300g (2 cups) plain flour
135g (1½ cups) desiccated coconut
200g (2 cups) rolled oats
80g (½ cup) sesame seeds
2 tsp ground ginger
95g (½ cup) soft brown sugar
95g (½ cup) dark muscovado sugar
250g salted butter, chopped
2 tbsp date syrup
½ tsp bicarbonate of soda (baking soda)
80ml (⅓ cup) boiling water
METHOD
Preheat the oven to 150C fan-forced (170C conventional). Line a baking tray with baking paper.
Put the flour, coconut, oats, sesame seeds, ginger and both sugars in a large bowl and mix with your hands to combine.
Heat the butter and date syrup in a small saucepan over a low heat until melted and stir to combine. Put the bicarbonate of soda in a small bowl, add the boiling water and mix well. Add this to the melted butter mixture in the pan, it will fizz up a little, then pour it over the dry ingredients and stir to combine well.
Roll the mixture into balls about the size of an egg, then place them on the prepared baking tray. Use the palm of your hand to gently press down on the biscuits to flatten them.

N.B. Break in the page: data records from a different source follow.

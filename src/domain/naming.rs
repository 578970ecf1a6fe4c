//! Text normalization for ids, option tokens and pack filenames
//!
//! All externally visible handles (poll ids, QR filenames, vote URLs, pack
//! filenames) go through the same two steps:
//! 1. `sanitize` - drop everything except ASCII alphanumerics and whitespace
//! 2. `hyphenize` - lowercase and join the remaining words with `-`

/// Remove every character that is neither ASCII alphanumeric nor whitespace.
///
/// ```
/// use livepoll::domain::naming::sanitize;
///
/// assert_eq!(sanitize("I don't know!"), "I dont know");
/// ```
pub fn sanitize(text: &str) -> String {
    text.chars().filter(|c| c.is_ascii_alphanumeric() || c.is_whitespace()).collect()
}

/// Lowercase and join whitespace-separated words with hyphens.
pub fn hyphenize(text: &str) -> String {
    text.split_whitespace().map(str::to_lowercase).collect::<Vec<_>>().join("-")
}

/// Sanitize then hyphenize. Used for option tokens, id topics and pack titles.
///
/// ```
/// use livepoll::domain::naming::tokenize;
///
/// assert_eq!(tokenize("I don't know"), "i-dont-know");
/// assert_eq!(tokenize("Yes!"), "yes");
/// ```
#[inline]
pub fn tokenize(text: &str) -> String {
    hyphenize(&sanitize(text))
}

/// True if `s` looks like something `tokenize` could have produced.
///
/// Tokens arriving on request paths are checked with this before they are
/// used to build filesystem paths.
pub fn is_token(s: &str) -> bool {
    !s.is_empty() && s.bytes().all(|b| b.is_ascii_lowercase() || b.is_ascii_digit() || b == b'-')
}
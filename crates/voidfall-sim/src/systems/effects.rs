//! Delayed-effect registry: entities that resolve on timers after landing.
//!
//! Landing never ends a turn. Each kind walks its own sub-phase sequence
//! and is counted as unresolved by the quiescence oracle until it reaches
//! `Done`; the turn state machine is the only component that acts on that.

use hecs::{Entity, World};
use rand::Rng;
use rand_chacha::ChaCha8Rng;

use voidfall_core::components::{BehaviorState, DelayedEffect, Projectile};
use voidfall_core::constants::*;
use voidfall_core::enums::{EffectKind, EffectPhase, ProjectileKind, TerminationReason};
use voidfall_core::events::GameEvent;
use voidfall_core::player::Player;
use voidfall_core::types::{Position, Velocity};

use crate::systems::{damage, SpawnRequest};
use crate::terrain::Terrain;

/// Advance all delayed effects by one step.
#[allow(clippy::too_many_arguments)]
pub fn run(
    world: &mut World,
    players: &mut [Player],
    terrain: &mut dyn Terrain,
    rng: &mut ChaCha8Rng,
    pending: &mut Vec<SpawnRequest>,
    events: &mut Vec<GameEvent>,
    despawn_buffer: &mut Vec<Entity>,
    dt: f64,
) {
    despawn_buffer.clear();

    // Count surviving bullets per strafing run before mutating effects, so
    // a run cannot report Done while its bullets are still in the registry.
    let mut live_bullets: Vec<u32> = Vec::new();
    for (_entity, projectile) in world.query::<&Projectile>().iter() {
        if let Some(run_id) = projectile.strafe_run {
            live_bullets.push(run_id);
        }
    }

    for (entity, effect) in world.query_mut::<&mut DelayedEffect>() {
        effect.phase_remaining_secs -= dt;

        match effect.kind {
            EffectKind::Nuke => advance_nuke(effect, players, terrain, events),
            EffectKind::OrbitalBeacon => advance_beacon(effect, players, terrain, events),
            EffectKind::StrafingRun => {
                advance_strafing_run(effect, &live_bullets, rng, pending, events)
            }
        }

        if effect.phase == EffectPhase::Done {
            despawn_buffer.push(entity);
        }
    }

    for entity in despawn_buffer.drain(..) {
        let _ = world.despawn(entity);
    }
}

/// Nuke: Landed(fuse) → Detonating(cinematic) → Done. All damage lands at
/// the detonation transition, not at touchdown.
fn advance_nuke(
    effect: &mut DelayedEffect,
    players: &mut [Player],
    terrain: &mut dyn Terrain,
    events: &mut Vec<GameEvent>,
) {
    if effect.phase_remaining_secs > 0.0 {
        return;
    }
    match effect.phase {
        EffectPhase::Landed => {
            let spec = effect.weapon.spec();
            terrain.destroy_circle(effect.position.x, effect.position.y, spec.blast_radius);
            damage::apply_blast(
                players,
                &effect.position,
                spec.blast_radius,
                spec.damage,
                events,
            );
            events.push(GameEvent::ExplosionAt {
                x: effect.position.x,
                y: effect.position.y,
                radius: spec.blast_radius,
                kind: ProjectileKind::PrimaryShot,
                reason: TerminationReason::TerrainContact,
            });
            transition(effect, EffectPhase::Detonating, NUKE_DETONATION_SECS, events);
        }
        EffectPhase::Detonating => transition(effect, EffectPhase::Done, 0.0, events),
        _ => {}
    }
}

/// Orbital beacon: Landed → Charging(telegraph) → BeamFiring → Done.
/// The beam damages everything in a vertical column over the beacon.
fn advance_beacon(
    effect: &mut DelayedEffect,
    players: &mut [Player],
    terrain: &mut dyn Terrain,
    events: &mut Vec<GameEvent>,
) {
    if effect.phase_remaining_secs > 0.0 {
        return;
    }
    match effect.phase {
        EffectPhase::Landed => transition(effect, EffectPhase::Charging, BEACON_CHARGE_SECS, events),
        EffectPhase::Charging => {
            let spec = effect.weapon.spec();
            for (index, player) in players.iter_mut().enumerate() {
                if !player.alive {
                    continue;
                }
                let dx = (player.position.x - effect.position.x).abs();
                let dealt = player.apply_damage(damage::blast_damage(
                    spec.damage,
                    BEACON_BEAM_HALF_WIDTH,
                    dx,
                ));
                if dealt > 0.0 {
                    events.push(GameEvent::DamageDealt {
                        player: index,
                        amount: dealt,
                        remaining_health: player.health,
                    });
                }
            }
            terrain.destroy_circle(effect.position.x, effect.position.y, spec.blast_radius);
            transition(effect, EffectPhase::BeamFiring, BEACON_BEAM_SECS, events);
        }
        EffectPhase::BeamFiring => transition(effect, EffectPhase::Done, 0.0, events),
        _ => {}
    }
}

/// Strafing run: Incoming → Strafing (bullets released on a fixed cadence)
/// → Done. Done is reached only once the phase has elapsed AND every bullet
/// this run spawned has left the projectile registry — each bullet carries
/// its own hard lifetime ceiling, so the run cannot stall forever.
fn advance_strafing_run(
    effect: &mut DelayedEffect,
    live_bullets: &[u32],
    rng: &mut ChaCha8Rng,
    pending: &mut Vec<SpawnRequest>,
    events: &mut Vec<GameEvent>,
) {
    match effect.phase {
        EffectPhase::Incoming => {
            if effect.phase_remaining_secs <= 0.0 {
                transition(effect, EffectPhase::Strafing, STRAFE_ACTIVE_SECS, events);
            }
        }
        EffectPhase::Strafing => {
            let total = match effect.weapon.spec().behavior {
                voidfall_core::weapons::Behavior::StrafingRun { bullets } => bullets,
                _ => 0,
            };
            let elapsed = (STRAFE_ACTIVE_SECS - effect.phase_remaining_secs).max(0.0);
            let due = if effect.phase_remaining_secs <= 0.0 {
                total
            } else {
                ((elapsed / STRAFE_ACTIVE_SECS) * total as f64).floor() as u32
            };
            while effect.bullets_spawned < due {
                effect.bullets_spawned += 1;
                let x = effect.position.x + rng.gen_range(-STRAFE_SPREAD..STRAFE_SPREAD);
                pending.push(SpawnRequest::Projectile {
                    kind: ProjectileKind::StrafeBullet,
                    weapon: effect.weapon,
                    owner: effect.owner,
                    position: Position::new(x, effect.position.y + STRAFE_SPAWN_ALTITUDE),
                    velocity: Velocity::new(rng.gen_range(-30.0..30.0), -STRAFE_BULLET_SPEED),
                    behavior: BehaviorState::Inert,
                    strafe_run: Some(effect.id),
                });
            }
            let all_spawned = effect.bullets_spawned >= total;
            let bullets_gone = !live_bullets.contains(&effect.id);
            if effect.phase_remaining_secs <= 0.0 && all_spawned && bullets_gone {
                transition(effect, EffectPhase::Done, 0.0, events);
            }
        }
        _ => {}
    }
}

fn transition(
    effect: &mut DelayedEffect,
    phase: EffectPhase,
    duration_secs: f64,
    events: &mut Vec<GameEvent>,
) {
    effect.phase = phase;
    effect.phase_remaining_secs = duration_secs;
    events.push(GameEvent::EffectPhaseChanged {
        kind: effect.kind,
        x: effect.position.x,
        y: effect.position.y,
    });
}
//! Fundamental geometric and simulation types.

use glam::DVec2;
use serde::{Deserialize, Serialize};

/// 2D position in arena space (meters).
/// x = horizontal (left edge = 0), y = up (floor = 0).
#[derive(Debug, Clone, Copy, Default, PartialEq, Serialize, Deserialize)]
pub struct Position {
    pub x: f64,
    pub y: f64,
}

/// 2D velocity in arena space (m/s).
#[derive(Debug, Clone, Copy, Default, PartialEq, Serialize, Deserialize)]
pub struct Velocity {
    pub x: f64,
    pub y: f64,
}

/// Simulation time tracking.
#[derive(Debug, Clone, Copy, Default, Serialize, Deserialize)]
pub struct SimTime {
    /// Current tick number (increments by 1 each tick).
    pub tick: u64,
    /// Elapsed simulation time in seconds.
    pub elapsed_secs: f64,
}

impl Position {
    pub fn new(x: f64, y: f64) -> Self {
        Self { x, y }
    }

    /// Distance to another position in meters.
    pub fn range_to(&self, other: &Position) -> f64 {
        self.as_dvec2().distance(other.as_dvec2())
    }

    pub fn as_dvec2(&self) -> DVec2 {
        DVec2::new(self.x, self.y)
    }

    pub fn from_dvec2(v: DVec2) -> Self {
        Self { x: v.x, y: v.y }
    }
}

impl Velocity {
    pub fn new(x: f64, y: f64) -> Self {
        Self { x, y }
    }

    /// Speed magnitude (m/s).
    pub fn speed(&self) -> f64 {
        self.as_dvec2().length()
    }

    /// Flight direction in radians (0 = straight right, counter-clockwise).
    pub fn heading(&self) -> f64 {
        self.y.atan2(self.x)
    }

    pub fn as_dvec2(&self) -> DVec2 {
        DVec2::new(self.x, self.y)
    }

    pub fn from_dvec2(v: DVec2) -> Self {
        Self { x: v.x, y: v.y }
    }
}

impl SimTime {
    /// Seconds per tick at the default tick rate.
    pub fn dt(&self) -> f64 {
        crate::constants::DT
    }

    /// Advance by one tick.
    pub fn advance(&mut self) {
        self.tick += 1;
        self.elapsed_secs += self.dt();
    }
}
//! match-runner: headless AI-vs-AI match driver.
//!
//! Usage:
//!   match-runner run --seed 42
//!   match-runner run --seed 7 --events --snapshot-every 60
//!
//! Runs a complete match between two AI players and prints a JSON result
//! summary to stdout. Progress and diagnostics go to stderr. Useful for
//! balance sweeps and for reproducing a match from its seed.

use std::process;

use voidfall_core::commands::PlayerCommand;
use voidfall_core::enums::TurnPhase;
use voidfall_core::events::GameEvent;
use voidfall_lottery::LotteryConfig;
use voidfall_sim::{MatchConfig, MatchEngine, PlayerSetup};

/// Hard tick limit: the per-turn safety ceiling bounds every turn, so a
/// match that runs this long indicates a bug worth failing loudly on.
const MAX_TICKS: u64 = 10_000_000;

fn main() {
    env_logger::Builder::from_env(env_logger::Env::default().default_filter_or("info")).init();

    let args: Vec<String> = std::env::args().collect();

    if args.len() < 2 {
        print_usage();
        process::exit(1);
    }

    match args[1].as_str() {
        "run" => cmd_run(&args[2..]),
        "help" | "--help" | "-h" => print_usage(),
        other => {
            eprintln!("Unknown command: {other}");
            print_usage();
            process::exit(1);
        }
    }
}

fn print_usage() {
    eprintln!(
        "match-runner: VOIDFALL headless match driver\n\
         \n\
         Commands:\n\
         \n\
         run   Run a complete AI-vs-AI match to its outcome\n\
         \n\
           --seed <N>           RNG seed (default: 42); same seed, same match\n\
           --events             Print every game event to stderr as it fires\n\
           --snapshot-every <N> Print a full JSON snapshot to stdout every N ticks\n\
         \n\
         Examples:\n\
         \n\
           match-runner run --seed 42\n\
           match-runner run --seed 7 --events --snapshot-every 300\n"
    );
}

fn parse_u64(args: &[String], flag: &str, default: u64) -> u64 {
    for i in 0..args.len() {
        if args[i] == flag && i + 1 < args.len() {
            if let Ok(n) = args[i + 1].parse::<u64>() {
                return n;
            }
            eprintln!("Error: {flag} expects a number, got '{}'", args[i + 1]);
            process::exit(1);
        }
    }
    default
}

fn has_flag(args: &[String], flag: &str) -> bool {
    args.iter().any(|a| a == flag)
}

fn cmd_run(args: &[String]) {
    let seed = parse_u64(args, "--seed", 42);
    let print_events = has_flag(args, "--events");
    let snapshot_every = parse_u64(args, "--snapshot-every", 0);

    eprintln!("Seed: {seed}");

    let mut engine = MatchEngine::new(MatchConfig {
        seed,
        players: vec![PlayerSetup::ai("ALPHA"), PlayerSetup::ai("BRAVO")],
        lottery: LotteryConfig::default(),
    });
    engine.queue_command(PlayerCommand::StartMatch);

    let mut turns = 0u32;
    let mut explosions = 0u64;
    let mut final_snapshot = None;

    for tick in 0..MAX_TICKS {
        let snapshot = engine.tick();

        for event in &snapshot.events {
            match event {
                GameEvent::TurnAdvanced { next_player, turn } => {
                    turns = *turn;
                    log::info!("turn {turn}: player {next_player} to act");
                }
                GameEvent::ExplosionAt { .. } => explosions += 1,
                GameEvent::Diagnostic { code, detail } => {
                    log::warn!("{code:?}: {detail}");
                }
                _ => {}
            }
            if print_events {
                match serde_json::to_string(event) {
                    Ok(json) => eprintln!("{json}"),
                    Err(e) => eprintln!("Error serializing event: {e}"),
                }
            }
        }

        if snapshot_every > 0 && tick % snapshot_every == 0 {
            match serde_json::to_string(&snapshot) {
                Ok(json) => println!("{json}"),
                Err(e) => {
                    eprintln!("Error serializing snapshot: {e}");
                    process::exit(1);
                }
            }
        }

        if snapshot.phase == TurnPhase::GameOver {
            final_snapshot = Some(snapshot);
            break;
        }
    }

    let Some(snapshot) = final_snapshot else {
        eprintln!("Error: match did not finish within {MAX_TICKS} ticks");
        process::exit(1);
    };

    let winner = snapshot
        .outcome
        .and_then(|o| match o {
            voidfall_core::enums::MatchOutcome::Winner(index) => Some(index),
            voidfall_core::enums::MatchOutcome::Draw => None,
        })
        .map(|index| snapshot.players[index].name.clone());

    eprintln!(
        "Match over after {} ticks ({:.1}s simulated), {} turns, {} explosions",
        snapshot.time.tick, snapshot.time.elapsed_secs, turns, explosions
    );
    match &winner {
        Some(name) => eprintln!("Winner: {name}"),
        None => eprintln!("Draw"),
    }

    let summary = serde_json::json!({
        "seed": seed,
        "ticks": snapshot.time.tick,
        "turns": turns,
        "explosions": explosions,
        "winner": winner,
        "players": snapshot.players.iter().map(|p| {
            serde_json::json!({ "name": p.name, "health": p.health, "alive": p.alive })
        }).collect::<Vec<_>>(),
    });
    match serde_json::to_string_pretty(&summary) {
        Ok(json) => println!("{json}"),
        Err(e) => {
            eprintln!("Error serializing summary: {e}");
            process::exit(1);
        }
    }
}
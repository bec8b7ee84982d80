//! Core types and definitions for the VOIDFALL artillery engine.
//!
//! This crate defines the vocabulary shared across all other crates:
//! components, commands, weapon data, state snapshots, events, and
//! constants. It has no dependency on any runtime framework.

pub mod commands;
pub mod components;
pub mod constants;
pub mod enums;
pub mod events;
pub mod player;
pub mod state;
pub mod types;
pub mod weapons;

#[cfg(test)]
mod tests;
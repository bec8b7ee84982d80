//! Match state snapshot — the complete visible state produced each tick.

use serde::{Deserialize, Serialize};

use crate::enums::*;
use crate::events::GameEvent;
use crate::types::{Position, SimTime, Velocity};
use crate::weapons::WeaponId;

/// Complete match state broadcast to the presentation layer after each tick.
#[derive(Debug, Clone, Default, Serialize, Deserialize)]
pub struct MatchSnapshot {
    pub time: SimTime,
    pub phase: TurnPhase,
    pub current_player: usize,
    pub turn_count: u32,
    /// Derived: floor(turn_count / player_count) + 1.
    pub round: u32,
    pub players: Vec<PlayerView>,
    pub projectiles: Vec<ProjectileView>,
    pub effects: Vec<EffectView>,
    pub lottery: Option<LotteryView>,
    pub aim: Option<AimView>,
    pub outcome: Option<MatchOutcome>,
    pub void_height: f64,
    /// Events emitted during this tick, drained each snapshot.
    pub events: Vec<GameEvent>,
}

#[derive(Debug, Clone, Serialize, Deserialize)]
pub struct PlayerView {
    pub name: String,
    pub position: Position,
    pub health: f64,
    pub alive: bool,
    pub weapon: Option<WeaponId>,
    pub rerolls_remaining: u32,
    pub controller: Controller,
}

#[derive(Debug, Clone, Serialize, Deserialize)]
pub struct ProjectileView {
    pub kind: ProjectileKind,
    pub owner: usize,
    pub position: Position,
    pub velocity: Velocity,
}

#[derive(Debug, Clone, Serialize, Deserialize)]
pub struct EffectView {
    pub kind: EffectKind,
    pub phase: EffectPhase,
    pub position: Position,
    pub phase_remaining_secs: f64,
}

/// One offered weapon card.
#[derive(Debug, Clone, Copy, PartialEq, Eq, Serialize, Deserialize)]
pub struct Card {
    pub weapon: WeaponId,
    pub rarity: Rarity,
    /// Declared damage, shown on the card face and used by AI tie-breaking.
    pub damage_display: u32,
}

#[derive(Debug, Clone, Serialize, Deserialize)]
pub struct LotteryView {
    pub cards: Vec<Card>,
    pub highlighted: usize,
    pub phase: LotteryPhase,
    pub pity_counter: u32,
}

/// Current aiming parameters of the active player.
#[derive(Debug, Clone, Copy, Serialize, Deserialize)]
pub struct AimView {
    pub angle_radians: f64,
    pub charge: f64,
}
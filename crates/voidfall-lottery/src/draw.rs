//! Weighted card draws and the pity adjustment.

use rand::Rng;
use rand_chacha::ChaCha8Rng;

use voidfall_core::constants::{LOTTERY_CARD_COUNT, PITY_THRESHOLD, RARITY_WEIGHTS};
use voidfall_core::enums::Rarity;
use voidfall_core::state::Card;
use voidfall_core::weapons::{rarity_pool, WeaponId};

/// Draw policy. Duplicates-across-slots is a policy knob at this boundary,
/// not an engine invariant.
#[derive(Debug, Clone)]
pub struct LotteryConfig {
    /// Cards offered per draw (3 or 5).
    pub card_count: usize,
    /// Weight per rarity tier, indexed in `Rarity::ALL` order.
    pub weights: [u32; 5],
    /// Draws without a rare-or-better card before one is forced.
    pub pity_threshold: u32,
    /// Whether the same weapon may appear in more than one slot.
    pub allow_duplicates: bool,
    /// When true, tiers above the unlock level for the current round get
    /// zero probability mass (renormalized over the rest).
    pub progressive_unlock: bool,
}

impl Default for LotteryConfig {
    fn default() -> Self {
        Self {
            card_count: LOTTERY_CARD_COUNT,
            weights: RARITY_WEIGHTS,
            pity_threshold: PITY_THRESHOLD,
            allow_duplicates: true,
            progressive_unlock: false,
        }
    }
}

/// Result of one pity-adjusted draw.
#[derive(Debug, Clone)]
pub struct DrawResult {
    pub cards: Vec<Card>,
    /// Counter value after this draw (reset or incremented).
    pub pity_after: u32,
    /// Index of the slot upgraded by the pity rule, if any.
    pub pity_upgraded_slot: Option<usize>,
}

/// Perform one draw.
///
/// Pity ordering: the threshold is checked against the counter value
/// entering the draw. If `pity >= threshold` and no drawn card is
/// rare-or-above, the single lowest-rarity card is replaced by a fresh
/// rare draw. Afterwards the counter resets to 0 if any card is
/// rare-or-above, else increments by 1.
pub fn draw(config: &LotteryConfig, pity: u32, round: u32, rng: &mut ChaCha8Rng) -> DrawResult {
    let weights = effective_weights(config, round);

    let mut cards = Vec::with_capacity(config.card_count);
    for _ in 0..config.card_count {
        let rarity = roll_rarity(&weights, rng);
        cards.push(make_card(pick_weapon(rarity, &cards, config, rng)));
    }

    let mut pity_upgraded_slot = None;
    if pity >= config.pity_threshold && !cards.iter().any(|c| c.rarity.is_rare_or_better()) {
        let slot = lowest_rarity_slot(&cards);
        cards[slot] = make_card(pick_weapon(Rarity::Rare, &cards, config, rng));
        pity_upgraded_slot = Some(slot);
    }

    let pity_after = if cards.iter().any(|c| c.rarity.is_rare_or_better()) {
        0
    } else {
        pity + 1
    };

    DrawResult {
        cards,
        pity_after,
        pity_upgraded_slot,
    }
}

/// Highest rarity tier available at the given round under progressive
/// unlock: one new tier every two rounds, starting from Uncommon at round 1.
fn unlocked_tiers(round: u32) -> usize {
    ((round as usize + 3) / 2).clamp(2, Rarity::ALL.len())
}

fn effective_weights(config: &LotteryConfig, round: u32) -> [u32; 5] {
    let mut weights = config.weights;
    if config.progressive_unlock {
        for w in weights.iter_mut().skip(unlocked_tiers(round)) {
            *w = 0;
        }
    }
    weights
}

/// One weighted roll over the rarity table.
fn roll_rarity(weights: &[u32; 5], rng: &mut ChaCha8Rng) -> Rarity {
    let total: u32 = weights.iter().sum();
    debug_assert!(total > 0, "all rarity weights zeroed out");
    let mut roll = rng.gen_range(0..total);
    for (i, &w) in weights.iter().enumerate() {
        if roll < w {
            return Rarity::ALL[i];
        }
        roll -= w;
    }
    Rarity::Common
}

/// Uniform pick from the rarity's pool, honoring the duplicate policy.
/// Falls back to allowing a duplicate when the pool is smaller than the
/// number of slots already filled from it.
fn pick_weapon(
    rarity: Rarity,
    taken: &[Card],
    config: &LotteryConfig,
    rng: &mut ChaCha8Rng,
) -> WeaponId {
    let pool = rarity_pool(rarity);
    if !config.allow_duplicates {
        let available: Vec<WeaponId> = pool
            .iter()
            .copied()
            .filter(|id| !taken.iter().any(|c| c.weapon == *id))
            .collect();
        if !available.is_empty() {
            return available[rng.gen_range(0..available.len())];
        }
    }
    pool[rng.gen_range(0..pool.len())]
}

fn make_card(weapon: WeaponId) -> Card {
    let spec = weapon.spec();
    Card {
        weapon,
        rarity: spec.rarity,
        damage_display: spec.damage.round() as u32,
    }
}

fn lowest_rarity_slot(cards: &[Card]) -> usize {
    let mut best = 0;
    for (i, card) in cards.iter().enumerate() {
        if card.rarity < cards[best].rarity {
            best = i;
        }
    }
    best
}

Bake the biscuits for 15-20 minutes, or until golden. Allow them to cool on the tray for about 5 minutes before transferring to a wire rack to cool completely. I like a crisp Anzac, but if you prefer a chewy Anzac do not flatten them as much and cook for 12-15 minutes.
Makes 20
This is an edited extract from Pranzo by Guy Mirabella (Hardie Grant Books), RRP $60. Available in stores nationally. Photography by Guy Mirabella.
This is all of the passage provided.